» **Activity**
All of the data must be returned exactly as given.

Stored data entries
-----
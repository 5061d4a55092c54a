// Copyright 2020 @TwoCookingMice

use super::constants::{Float, Vector3f};

#[derive(Debug, Clone, Copy, PartialEq)]
pub struct Ray3f {
    origin: Vector3f,
    dir: Vector3f,
}

impl Ray3f {
    pub fn new(o: Vector3f, d: Vector3f) -> Self {
        Self { origin: o, dir: d.normalize() }
    }

    pub fn new_unnormalized(o: Vector3f, d: Vector3f) -> Self {
        Self { origin: o, dir: d }
    }

    pub fn origin(&self) -> Vector3f {
        self.origin
    }

    pub fn dir(&self) -> Vector3f {
        self.dir
    }

    pub fn at(&self, t: Float) -> Vector3f {
        self.origin + self.dir * t
    }

    pub fn normalized(&self) -> Self {
        Self { origin: self.origin, dir: self.dir.normalize() }
    }
}

/* Tests for Ray */
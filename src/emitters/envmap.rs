// Copyright @yucwang 2026

use std::sync::Arc;

use crate::core::computation_node::ComputationNode;
use crate::core::emitter::Background;
use crate::core::texture::Texture;
use crate::math::constants::{Vector2f, Vector3f, INV_2PI, INV_PI};
use crate::math::spectrum::RGBSpectrum;
use crate::math::transform::Transform;

pub struct EnvMap {
    texture: Arc<dyn Texture>,
    to_world: Transform,
}

impl EnvMap {
    pub fn new(texture: Arc<dyn Texture>, to_world: Transform) -> Self {
        Self { texture, to_world }
    }

    fn uv_from_direction(d: &Vector3f) -> Vector2f {
        let raw_u = d.x.atan2(-d.z) * INV_2PI;
        let u = raw_u - raw_u.floor();
        let v = d.y.clamp(-1.0, 1.0).acos() * INV_PI;
        Vector2f::new(u, 1.0 - v)
    }
}

impl ComputationNode for EnvMap {
    fn to_string(&self) -> String {
        format!("EnvMap: [ texture: {} ]", self.texture.to_string())
    }
}

impl Background for EnvMap {
    fn eval(&self, direction: &Vector3f) -> RGBSpectrum {
        let local = self.to_world.inv_apply_vector(*direction);
        let len = local.norm();
        if len == 0.0 {
            return RGBSpectrum::black();
        }
        self.texture.eval(Self::uv_from_direction(&(local / len)))
    }
}
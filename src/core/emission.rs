// Copyright @yucwang 2026

use crate::core::computation_node::ComputationNode;
use crate::math::constants::{Vector2f, Vector3f};
use crate::math::spectrum::RGBSpectrum;

pub trait Emission: ComputationNode + Send + Sync {
    fn eval(&self, uv: &Vector2f, wo: &Vector3f) -> RGBSpectrum;
}
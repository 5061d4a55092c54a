// Copyright @yucwang 2026

use crate::core::computation_node::ComputationNode;
use crate::core::interaction::SurfaceIntersection;
use crate::core::sampler::Sampler;
use crate::core::shape::Shape;
use crate::math::constants::{EPSILON, INV_2PI, INV_4PI, INV_PI, Vector2f};
use crate::math::frame::Frame;
use crate::math::ray::Ray3f;

pub struct Sphere;

impl Sphere {
    pub fn new() -> Self {
        Self
    }
}

impl ComputationNode for Sphere {
    fn to_string(&self) -> String {
        String::from("Sphere")
    }
}

impl Shape for Sphere {
    fn intersect(&self, ray: &Ray3f, its: &mut SurfaceIntersection<'_>, _rng: &mut dyn Sampler) -> bool {
        let o = ray.origin();
        let d = ray.dir();

        let a = d.norm_squared();
        let b = 2.0 * d.dot(&o);
        let c = o.norm_squared() - 1.0;
        let discriminant = b * b - 4.0 * a * c;
        if a == 0.0 || discriminant < 0.0 {
            return false;
        }

        let root = discriminant.sqrt();
        let mut t = (-b - root) / (2.0 * a);
        if t < EPSILON {
            t = (-b + root) / (2.0 * a);
        }
        if t < EPSILON || t >= its.t {
            return false;
        }

        let normal = ray.at(t).normalize();
        its.t = t;
        its.position = normal;
        its.frame = Frame::from_normal(normal);
        its.uv = Vector2f::new(0.5 + (-normal.x).atan2(-normal.z) * INV_2PI,
                               0.5 + (-normal.y).clamp(-1.0, 1.0).asin() * INV_PI);
        its.pdf = INV_4PI;
        true
    }
}

#[cfg(test)]
mod tests {
    use super::*;
    use crate::math::constants::{INFINITY, Vector3f};
    use crate::samplers::independent::IndependentSampler;

    #[test]
    fn test_sphere_outside_hit() {
        let sphere = Sphere::new();
        let mut rng = IndependentSampler::new(1337, 1);
        let mut its = SurfaceIntersection::new(INFINITY);
        let ray = Ray3f::new(Vector3f::new(0.0, 0.0, -3.0), Vector3f::new(0.0, 0.0, 1.0));
        assert!(sphere.intersect(&ray, &mut its, &mut rng));
        assert!((its.t - 2.0).abs() < 1e-5);
        assert!((its.frame.normal - Vector3f::new(0.0, 0.0, -1.0)).norm() < 1e-5);
        assert!((its.pdf - INV_4PI).abs() < 1e-7);
        assert!(its.uv.x >= 0.0 && its.uv.x <= 1.0 && its.uv.y >= 0.0 && its.uv.y <= 1.0);
    }

    #[test]
    fn test_sphere_inside_hit_uses_far_root() {
        let sphere = Sphere::new();
        let mut rng = IndependentSampler::new(1337, 1);
        let mut its = SurfaceIntersection::new(INFINITY);
        let ray = Ray3f::new(Vector3f::zeros(), Vector3f::new(0.0, 1.0, 0.0));
        assert!(sphere.intersect(&ray, &mut its, &mut rng));
        assert!((its.t - 1.0).abs() < 1e-5);
        assert!((its.uv.y - 0.0).abs() < 1e-5);
    }

    #[test]
    fn test_sphere_miss_and_cutoff() {
        let sphere = Sphere::new();
        let mut rng = IndependentSampler::new(1337, 1);
        let mut its = SurfaceIntersection::new(INFINITY);
        let miss = Ray3f::new(Vector3f::new(0.0, 2.0, -3.0), Vector3f::new(0.0, 0.0, 1.0));
        assert!(!sphere.intersect(&miss, &mut its, &mut rng));

        let mut its = SurfaceIntersection::new(1.5);
        let ray = Ray3f::new(Vector3f::new(0.0, 0.0, -3.0), Vector3f::new(0.0, 0.0, 1.0));
        assert!(!sphere.intersect(&ray, &mut its, &mut rng));
    }
}
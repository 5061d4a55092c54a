// Copyright @yucwang 2026

use crate::core::computation_node::ComputationNode;
use crate::core::texture::Texture;
use crate::math::constants::Vector2f;
use crate::math::spectrum::RGBSpectrum;

pub struct CheckerboardTexture {
    color0: RGBSpectrum,
    color1: RGBSpectrum,
    scale: Vector2f,
}

impl CheckerboardTexture {
    pub fn new(color0: RGBSpectrum, color1: RGBSpectrum, scale: Vector2f) -> Self {
        Self { color0, color1, scale }
    }
}

impl ComputationNode for CheckerboardTexture {
    fn to_string(&self) -> String {
        format!("CheckerboardTexture: [ scale: ({}, {}) ]", self.scale.x, self.scale.y)
    }
}

impl Texture for CheckerboardTexture {
    fn eval(&self, uv: Vector2f) -> RGBSpectrum {
        let cu = (uv.x * self.scale.x).floor() as i64;
        let cv = (uv.y * self.scale.y).floor() as i64;
        if (cu + cv).rem_euclid(2) == 1 {
            self.color1
        } else {
            self.color0
        }
    }
}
-----
» **Answer to this task**
repository 5061d4a55092c54a
// Copyright 2020 @TwoCookingMice

use super::constants::{Float, Vector3f};

#[derive(Debug, Clone, Copy, PartialEq)]
pub struct Ray3f {
    origin: Vector3f,
    dir: Vector3f,
}

impl Ray3f {
    pub fn new(o: Vector3f, d: Vector3f) -> Self {
        Self { origin: o, dir: d.normalize() }
    }

    pub fn new_unnormalized(o: Vector3f, d: Vector3f) -> Self {
        Self { origin: o, dir: d }
    }

    pub fn origin(&self) -> Vector3f {
        self.origin
    }

    pub fn dir(&self) -> Vector3f {
        self.dir
    }

    pub fn at(&self, t: Float) -> Vector3f {
        self.origin + self.dir * t
    }

    pub fn normalized(&self) -> Self {
        Self { origin: self.origin, dir: self.dir.normalize() }
    }
}

/* Tests for Ray */
filename src/emitters/envmap.rs
// Copyright @yucwang 2026

use std::sync::Arc;

use crate::core::computation_node::ComputationNode;
use crate::core::emitter::Background;
use crate::core::texture::Texture;
use crate::math::constants::{Vector2f, Vector3f, INV_2PI, INV_PI};
use crate::math::spectrum::RGBSpectrum;
use crate::math::transform::Transform;

pub struct EnvMap {
    texture: Arc<dyn Texture>,
    to_world: Transform,
}

impl EnvMap {
    pub fn new(texture: Arc<dyn Texture>, to_world: Transform) -> Self {
        Self { texture, to_world }
    }

    fn uv_from_direction(d: &Vector3f) -> Vector2f {
        let raw_u = d.x.atan2(-d.z) * INV_2PI;
        let u = raw_u - raw_u.floor();
        let v = d.y.clamp(-1.0, 1.0).acos() * INV_PI;
        Vector2f::new(u, 1.0 - v)
    }
}

impl ComputationNode for EnvMap {
    fn to_string(&self) -> String {
        format!("EnvMap: [ texture: {} ]", self.texture.to_string())
    }
}

impl Background for EnvMap {
    fn eval(&self, direction: &Vector3f) -> RGBSpectrum {
        let local = self.to_world.inv_apply_vector(*direction);
        let len = local.norm();
        if len == 0.0 {
            return RGBSpectrum::black();
        }
        self.texture.eval(Self::uv_from_direction(&(local / len)))
    }
}
filename src/core/emission.rs
// Copyright @yucwang 2026

use crate::core::computation_node::ComputationNode;
use crate::math::constants::{Vector2f, Vector3f};
use crate::math::spectrum::RGBSpectrum;

pub trait Emission: ComputationNode + Send + Sync {
    fn eval(&self, uv: &Vector2f, wo: &Vector3f) -> RGBSpectrum;
}
repository 5061d4a55092c54a
// Copyright @yucwang 2026

use crate::core::computation_node::ComputationNode;
use crate::core::interaction::SurfaceIntersection;
use crate::core::sampler::Sampler;
use crate::core::shape::Shape;
use crate::math::constants::{EPSILON, INV_2PI, INV_4PI, INV_PI, Vector2f};
use crate::math::frame::Frame;
use crate::math::ray::Ray3f;

pub struct Sphere;

impl Sphere {
    pub fn new() -> Self {
        Self
    }
}

impl ComputationNode for Sphere {
    fn to_string(&self) -> String {
        String::from("Sphere")
    }
}

impl Shape for Sphere {
    fn intersect(&self, ray: &Ray3f, its: &mut SurfaceIntersection<'_>, _rng: &mut dyn Sampler) -> bool {
        let o = ray.origin();
        let d = ray.dir();

        let a = d.norm_squared();
        let b = 2.0 * d.dot(&o);
        let c = o.norm_squared() - 1.0;
        let discriminant = b * b - 4.0 * a * c;
        if a == 0.0 || discriminant < 0.0 {
            return false;
        }

        let root = discriminant.sqrt();
        let mut t = (-b - root) / (2.0 * a);
        if t < EPSILON {
            t = (-b + root) / (2.0 * a);
        }
        if t < EPSILON || t >= its.t {
            return false;
        }

        let normal = ray.at(t).normalize();
        its.t = t;
        its.position = normal;
        its.frame = Frame::from_normal(normal);
        its.uv = Vector2f::new(0.5 + (-normal.x).atan2(-normal.z) * INV_2PI,
                               0.5 + (-normal.y).clamp(-1.0, 1.0).asin() * INV_PI);
        its.pdf = INV_4PI;
        true
    }
}

#[cfg(test)]
mod tests {
    use super::*;
    use crate::math::constants::{INFINITY, Vector3f};
    use crate::samplers::independent::IndependentSampler;

    #[test]
    fn test_sphere_outside_hit() {
        let sphere = Sphere::new();
        let mut rng = IndependentSampler::new(1337, 1);
        let mut its = SurfaceIntersection::new(INFINITY);
        let ray = Ray3f::new(Vector3f::new(0.0, 0.0, -3.0), Vector3f::new(0.0, 0.0, 1.0));
        assert!(sphere.intersect(&ray, &mut its, &mut rng));
        assert!((its.t - 2.0).abs() < 1e-5);
        assert!((its.frame.normal - Vector3f::new(0.0, 0.0, -1.0)).norm() < 1e-5);
        assert!((its.pdf - INV_4PI).abs() < 1e-7);
        assert!(its.uv.x >= 0.0 && its.uv.x <= 1.0 && its.uv.y >= 0.0 && its.uv.y <= 1.0);
    }

    #[test]
    fn test_sphere_inside_hit_uses_far_root() {
        let sphere = Sphere::new();
        let mut rng = IndependentSampler::new(1337, 1);
        let mut its = SurfaceIntersection::new(INFINITY);
        let ray = Ray3f::new(Vector3f::zeros(), Vector3f::new(0.0, 1.0, 0.0));
        assert!(sphere.intersect(&ray, &mut its, &mut rng));
        assert!((its.t - 1.0).abs() < 1e-5);
        assert!((its.uv.y - 0.0).abs() < 1e-5);
    }

    #[test]
    fn test_sphere_miss_and_cutoff() {
        let sphere = Sphere::new();
        let mut rng = IndependentSampler::new(1337, 1);
        let mut its = SurfaceIntersection::new(INFINITY);
        let miss = Ray3f::new(Vector3f::new(0.0, 2.0, -3.0), Vector3f::new(0.0, 0.0, 1.0));
        assert!(!sphere.intersect(&miss, &mut its, &mut rng));

        let mut its = SurfaceIntersection::new(1.5);
        let ray = Ray3f::new(Vector3f::new(0.0, 0.0, -3.0), Vector3f::new(0.0, 0.0, 1.0));
        assert!(!sphere.intersect(&ray, &mut its, &mut rng));
    }
}
repository 5061d4a55092c54a
// Copyright @yucwang 2026

use crate::core::computation_node::ComputationNode;
use crate::core::texture::Texture;
use crate::math::constants::Vector2f;
use crate::math::spectrum::RGBSpectrum;

pub struct CheckerboardTexture {
    color0: RGBSpectrum,
    color1: RGBSpectrum,
    scale: Vector2f,
}

impl CheckerboardTexture {
    pub fn new(color0: RGBSpectrum, color1: RGBSpectrum, scale: Vector2f) -> Self {
        Self { color0, color1, scale }
    }
}

impl ComputationNode for CheckerboardTexture {
    fn to_string(&self) -> String {
        format!("CheckerboardTexture: [ scale: ({}, {}) ]", self.scale.x, self.scale.y)
    }
}

impl Texture for CheckerboardTexture {
    fn eval(&self, uv: Vector2f) -> RGBSpectrum {
        let cu = (uv.x * self.scale.x).floor() as i64;
        let cv = (uv.y * self.scale.y).floor() as i64;
        if (cu + cv).rem_euclid(2) == 1 {
            self.color1
        } else {
            self.color0
        }
    }
}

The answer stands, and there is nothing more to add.